(Records contained in a dataset)
++++++++
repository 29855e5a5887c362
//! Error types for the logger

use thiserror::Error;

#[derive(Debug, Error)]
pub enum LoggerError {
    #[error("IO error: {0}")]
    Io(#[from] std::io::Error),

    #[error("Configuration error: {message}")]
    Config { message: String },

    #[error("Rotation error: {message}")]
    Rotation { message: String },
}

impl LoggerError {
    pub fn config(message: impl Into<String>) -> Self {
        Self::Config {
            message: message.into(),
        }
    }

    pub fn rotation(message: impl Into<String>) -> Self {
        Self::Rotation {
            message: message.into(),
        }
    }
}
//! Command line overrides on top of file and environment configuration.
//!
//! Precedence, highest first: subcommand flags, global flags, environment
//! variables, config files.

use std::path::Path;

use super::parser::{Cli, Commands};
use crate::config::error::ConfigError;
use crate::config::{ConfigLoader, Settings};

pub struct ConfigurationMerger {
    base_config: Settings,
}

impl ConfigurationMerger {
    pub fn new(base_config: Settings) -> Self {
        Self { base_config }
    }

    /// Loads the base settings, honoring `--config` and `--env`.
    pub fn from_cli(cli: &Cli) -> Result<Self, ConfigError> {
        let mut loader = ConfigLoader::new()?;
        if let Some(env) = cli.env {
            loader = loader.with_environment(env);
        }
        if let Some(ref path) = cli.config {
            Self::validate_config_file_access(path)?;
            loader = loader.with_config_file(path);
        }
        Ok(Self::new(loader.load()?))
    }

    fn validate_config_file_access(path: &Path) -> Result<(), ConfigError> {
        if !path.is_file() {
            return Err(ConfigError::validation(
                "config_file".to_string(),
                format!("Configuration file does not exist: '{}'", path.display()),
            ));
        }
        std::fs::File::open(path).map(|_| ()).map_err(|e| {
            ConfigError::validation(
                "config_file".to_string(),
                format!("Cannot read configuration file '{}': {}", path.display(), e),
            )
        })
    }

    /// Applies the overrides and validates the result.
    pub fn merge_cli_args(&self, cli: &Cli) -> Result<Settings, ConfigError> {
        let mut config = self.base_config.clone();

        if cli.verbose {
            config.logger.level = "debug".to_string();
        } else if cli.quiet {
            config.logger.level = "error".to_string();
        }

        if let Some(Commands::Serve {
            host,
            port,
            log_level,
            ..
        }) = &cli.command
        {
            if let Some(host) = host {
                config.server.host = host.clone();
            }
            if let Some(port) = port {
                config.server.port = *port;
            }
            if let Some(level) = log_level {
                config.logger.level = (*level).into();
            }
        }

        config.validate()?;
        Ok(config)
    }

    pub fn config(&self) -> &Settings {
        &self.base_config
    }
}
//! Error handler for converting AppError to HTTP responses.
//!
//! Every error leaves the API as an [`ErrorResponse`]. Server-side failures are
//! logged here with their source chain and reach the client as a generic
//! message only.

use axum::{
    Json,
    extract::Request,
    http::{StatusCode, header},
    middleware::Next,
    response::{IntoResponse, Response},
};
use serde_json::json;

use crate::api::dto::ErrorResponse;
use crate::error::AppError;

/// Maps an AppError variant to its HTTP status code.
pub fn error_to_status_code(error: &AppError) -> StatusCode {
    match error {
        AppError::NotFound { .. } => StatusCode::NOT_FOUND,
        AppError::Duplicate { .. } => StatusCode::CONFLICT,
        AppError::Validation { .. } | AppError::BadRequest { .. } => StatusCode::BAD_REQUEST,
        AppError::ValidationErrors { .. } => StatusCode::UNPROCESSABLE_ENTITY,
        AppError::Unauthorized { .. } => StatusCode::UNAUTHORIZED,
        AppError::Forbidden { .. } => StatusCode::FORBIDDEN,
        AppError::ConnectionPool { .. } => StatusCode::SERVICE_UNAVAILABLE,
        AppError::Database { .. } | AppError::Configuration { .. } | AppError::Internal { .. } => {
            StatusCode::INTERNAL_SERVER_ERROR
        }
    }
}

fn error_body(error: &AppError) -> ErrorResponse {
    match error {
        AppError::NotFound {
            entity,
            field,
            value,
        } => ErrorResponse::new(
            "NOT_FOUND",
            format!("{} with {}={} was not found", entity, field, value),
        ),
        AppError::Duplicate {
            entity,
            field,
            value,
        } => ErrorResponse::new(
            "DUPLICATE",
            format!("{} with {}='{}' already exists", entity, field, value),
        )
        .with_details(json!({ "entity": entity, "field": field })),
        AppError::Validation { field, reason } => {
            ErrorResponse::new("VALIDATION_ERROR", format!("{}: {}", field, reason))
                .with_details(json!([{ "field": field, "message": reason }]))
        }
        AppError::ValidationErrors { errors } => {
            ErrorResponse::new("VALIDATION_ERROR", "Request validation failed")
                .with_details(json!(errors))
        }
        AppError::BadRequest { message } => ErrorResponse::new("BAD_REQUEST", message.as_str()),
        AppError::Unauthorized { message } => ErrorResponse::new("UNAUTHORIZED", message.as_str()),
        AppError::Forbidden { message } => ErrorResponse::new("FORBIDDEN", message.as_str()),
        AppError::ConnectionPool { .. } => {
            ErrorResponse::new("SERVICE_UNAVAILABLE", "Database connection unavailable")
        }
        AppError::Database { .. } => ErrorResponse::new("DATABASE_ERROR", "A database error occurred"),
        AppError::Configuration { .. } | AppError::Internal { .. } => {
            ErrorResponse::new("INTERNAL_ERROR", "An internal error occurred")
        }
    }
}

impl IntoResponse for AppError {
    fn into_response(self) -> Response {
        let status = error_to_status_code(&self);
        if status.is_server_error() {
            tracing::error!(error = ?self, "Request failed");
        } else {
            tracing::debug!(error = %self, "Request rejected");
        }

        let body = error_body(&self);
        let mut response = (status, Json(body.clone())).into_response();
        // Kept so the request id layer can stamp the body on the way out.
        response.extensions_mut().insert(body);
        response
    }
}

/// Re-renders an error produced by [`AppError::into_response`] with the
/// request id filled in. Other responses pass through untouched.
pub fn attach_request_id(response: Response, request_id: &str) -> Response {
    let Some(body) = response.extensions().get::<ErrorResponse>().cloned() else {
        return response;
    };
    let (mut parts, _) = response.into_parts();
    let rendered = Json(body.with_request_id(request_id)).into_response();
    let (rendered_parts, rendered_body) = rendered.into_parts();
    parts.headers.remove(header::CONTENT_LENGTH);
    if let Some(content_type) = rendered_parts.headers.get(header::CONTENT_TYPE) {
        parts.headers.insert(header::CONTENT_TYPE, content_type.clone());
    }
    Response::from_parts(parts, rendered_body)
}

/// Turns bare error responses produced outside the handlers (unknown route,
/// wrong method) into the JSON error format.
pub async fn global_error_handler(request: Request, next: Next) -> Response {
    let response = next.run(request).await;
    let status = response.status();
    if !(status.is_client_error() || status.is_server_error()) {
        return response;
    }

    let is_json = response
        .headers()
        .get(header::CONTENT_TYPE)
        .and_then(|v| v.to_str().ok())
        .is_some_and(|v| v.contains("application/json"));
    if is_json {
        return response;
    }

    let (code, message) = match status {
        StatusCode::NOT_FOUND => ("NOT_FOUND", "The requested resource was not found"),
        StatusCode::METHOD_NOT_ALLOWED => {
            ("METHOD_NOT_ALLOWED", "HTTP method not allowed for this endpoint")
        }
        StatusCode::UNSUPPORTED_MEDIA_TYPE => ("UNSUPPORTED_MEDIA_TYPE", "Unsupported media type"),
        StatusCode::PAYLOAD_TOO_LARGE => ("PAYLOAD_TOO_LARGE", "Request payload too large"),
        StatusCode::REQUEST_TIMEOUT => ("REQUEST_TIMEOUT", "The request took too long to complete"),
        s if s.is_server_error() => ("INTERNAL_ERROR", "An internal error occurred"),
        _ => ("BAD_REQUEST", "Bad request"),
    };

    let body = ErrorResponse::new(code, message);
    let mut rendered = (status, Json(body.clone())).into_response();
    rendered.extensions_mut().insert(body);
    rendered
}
++++++++
Would you return the entries exactly as they stand?

repository 29855e5a5887c362
//! Error types for the logger

use thiserror::Error;

#[derive(Debug, Error)]
pub enum LoggerError {
    #[error("IO error: {0}")]
    Io(#[from] std::io::Error),

    #[error("Configuration error: {message}")]
    Config { message: String },

    #[error("Rotation error: {message}")]
    Rotation { message: String },
}

impl LoggerError {
    pub fn config(message: impl Into<String>) -> Self {
        Self::Config {
            message: message.into(),
        }
    }

    pub fn rotation(message: impl Into<String>) -> Self {
        Self::Rotation {
            message: message.into(),
        }
    }
}
//! Command line overrides on top of file and environment configuration.
//!
//! Precedence, highest first: subcommand flags, global flags, environment
//! variables, config files.

use std::path::Path;

use super::parser::{Cli, Commands};
use crate::config::error::ConfigError;
use crate::config::{ConfigLoader, Settings};

pub struct ConfigurationMerger {
    base_config: Settings,
}

impl ConfigurationMerger {
    pub fn new(base_config: Settings) -> Self {
        Self { base_config }
    }

    /// Loads the base settings, honoring `--config` and `--env`.
    pub fn from_cli(cli: &Cli) -> Result<Self, ConfigError> {
        let mut loader = ConfigLoader::new()?;
        if let Some(env) = cli.env {
            loader = loader.with_environment(env);
        }
        if let Some(ref path) = cli.config {
            Self::validate_config_file_access(path)?;
            loader = loader.with_config_file(path);
        }
        Ok(Self::new(loader.load()?))
    }

    fn validate_config_file_access(path: &Path) -> Result<(), ConfigError> {
        if !path.is_file() {
            return Err(ConfigError::validation(
                "config_file".to_string(),
                format!("Configuration file does not exist: '{}'", path.display()),
            ));
        }
        std::fs::File::open(path).map(|_| ()).map_err(|e| {
            ConfigError::validation(
                "config_file".to_string(),
                format!("Cannot read configuration file '{}': {}", path.display(), e),
            )
        })
    }

    /// Applies the overrides and validates the result.
    pub fn merge_cli_args(&self, cli: &Cli) -> Result<Settings, ConfigError> {
        let mut config = self.base_config.clone();

        if cli.verbose {
            config.logger.level = "debug".to_string();
        } else if cli.quiet {
            config.logger.level = "error".to_string();
        }

        if let Some(Commands::Serve {
            host,
            port,
            log_level,
            ..
        }) = &cli.command
        {
            if let Some(host) = host {
                config.server.host = host.clone();
            }
            if let Some(port) = port {
                config.server.port = *port;
            }
            if let Some(level) = log_level {
                config.logger.level = (*level).into();
            }
        }

        config.validate()?;
        Ok(config)
    }

    pub fn config(&self) -> &Settings {
        &self.base_config
    }
}
//! Error handler for converting AppError to HTTP responses.
//!
//! Every error leaves the API as an [`ErrorResponse`]. Server-side failures are
//! logged here with their source chain and reach the client as a generic
//! message only.

use axum::{
    Json,
    extract::Request,
    http::{StatusCode, header},
    middleware::Next,
    response::{IntoResponse, Response},
};
use serde_json::json;

use crate::api::dto::ErrorResponse;
use crate::error::AppError;

/// Maps an AppError variant to its HTTP status code.
pub fn error_to_status_code(error: &AppError) -> StatusCode {
    match error {
        AppError::NotFound { .. } => StatusCode::NOT_FOUND,
        AppError::Duplicate { .. } => StatusCode::CONFLICT,
        AppError::Validation { .. } | AppError::BadRequest { .. } => StatusCode::BAD_REQUEST,
        AppError::ValidationErrors { .. } => StatusCode::UNPROCESSABLE_ENTITY,
        AppError::Unauthorized { .. } => StatusCode::UNAUTHORIZED,
        AppError::Forbidden { .. } => StatusCode::FORBIDDEN,
        AppError::ConnectionPool { .. } => StatusCode::SERVICE_UNAVAILABLE,
        AppError::Database { .. } | AppError::Configuration { .. } | AppError::Internal { .. } => {
            StatusCode::INTERNAL_SERVER_ERROR
        }
    }
}

fn error_body(error: &AppError) -> ErrorResponse {
    match error {
        AppError::NotFound {
            entity,
            field,
            value,
        } => ErrorResponse::new(
            "NOT_FOUND",
            format!("{} with {}={} was not found", entity, field, value),
        ),
        AppError::Duplicate {
            entity,
            field,
            value,
        } => ErrorResponse::new(
            "DUPLICATE",
            format!("{} with {}='{}' already exists", entity, field, value),
        )
        .with_details(json!({ "entity": entity, "field": field })),
        AppError::Validation { field, reason } => {
            ErrorResponse::new("VALIDATION_ERROR", format!("{}: {}", field, reason))
                .with_details(json!([{ "field": field, "message": reason }]))
        }
        AppError::ValidationErrors { errors } => {
            ErrorResponse::new("VALIDATION_ERROR", "Request validation failed")
                .with_details(json!(errors))
        }
        AppError::BadRequest { message } => ErrorResponse::new("BAD_REQUEST", message.as_str()),
        AppError::Unauthorized { message } => ErrorResponse::new("UNAUTHORIZED", message.as_str()),
        AppError::Forbidden { message } => ErrorResponse::new("FORBIDDEN", message.as_str()),
        AppError::ConnectionPool { .. } => {
            ErrorResponse::new("SERVICE_UNAVAILABLE", "Database connection unavailable")
        }
        AppError::Database { .. } => ErrorResponse::new("DATABASE_ERROR", "A database error occurred"),
        AppError::Configuration { .. } | AppError::Internal { .. } => {
            ErrorResponse::new("INTERNAL_ERROR", "An internal error occurred")
        }
    }
}

impl IntoResponse for AppError {
    fn into_response(self) -> Response {
        let status = error_to_status_code(&self);
        if status.is_server_error() {
            tracing::error!(error = ?self, "Request failed");
        } else {
            tracing::debug!(error = %self, "Request rejected");
        }

        let body = error_body(&self);
        let mut response = (status, Json(body.clone())).into_response();
        // Kept so the request id layer can stamp the body on the way out.
        response.extensions_mut().insert(body);
        response
    }
}

/// Re-renders an error produced by [`AppError::into_response`] with the
/// request id filled in. Other responses pass through untouched.
pub fn attach_request_id(response: Response, request_id: &str) -> Response {
    let Some(body) = response.extensions().get::<ErrorResponse>().cloned() else {
        return response;
    };
    let (mut parts, _) = response.into_parts();
    let rendered = Json(body.with_request_id(request_id)).into_response();
    let (rendered_parts, rendered_body) = rendered.into_parts();
    parts.headers.remove(header::CONTENT_LENGTH);
    if let Some(content_type) = rendered_parts.headers.get(header::CONTENT_TYPE) {
        parts.headers.insert(header::CONTENT_TYPE, content_type.clone());
    }
    Response::from_parts(parts, rendered_body)
}

/// Turns bare error responses produced outside the handlers (unknown route,
/// wrong method) into the JSON error format.
pub async fn global_error_handler(request: Request, next: Next) -> Response {
    let response = next.run(request).await;
    let status = response.status();
    if !(status.is_client_error() || status.is_server_error()) {
        return response;
    }

    let is_json = response
        .headers()
        .get(header::CONTENT_TYPE)
        .and_then(|v| v.to_str().ok())
        .is_some_and(|v| v.contains("application/json"));
    if is_json {
        return response;
    }

    let (code, message) = match status {
        StatusCode::NOT_FOUND => ("NOT_FOUND", "The requested resource was not found"),
        StatusCode::METHOD_NOT_ALLOWED => {
            ("METHOD_NOT_ALLOWED", "HTTP method not allowed for this endpoint")
        }
        StatusCode::UNSUPPORTED_MEDIA_TYPE => ("UNSUPPORTED_MEDIA_TYPE", "Unsupported media type"),
        StatusCode::PAYLOAD_TOO_LARGE => ("PAYLOAD_TOO_LARGE", "Request payload too large"),
        StatusCode::REQUEST_TIMEOUT => ("REQUEST_TIMEOUT", "The request took too long to complete"),
        s if s.is_server_error() => ("INTERNAL_ERROR", "An internal error occurred"),
        _ => ("BAD_REQUEST", "Bad request"),
    };

    let body = ErrorResponse::new(code, message);
    let mut rendered = (status, Json(body.clone())).into_response();
    rendered.extensions_mut().insert(body);
    rendered
}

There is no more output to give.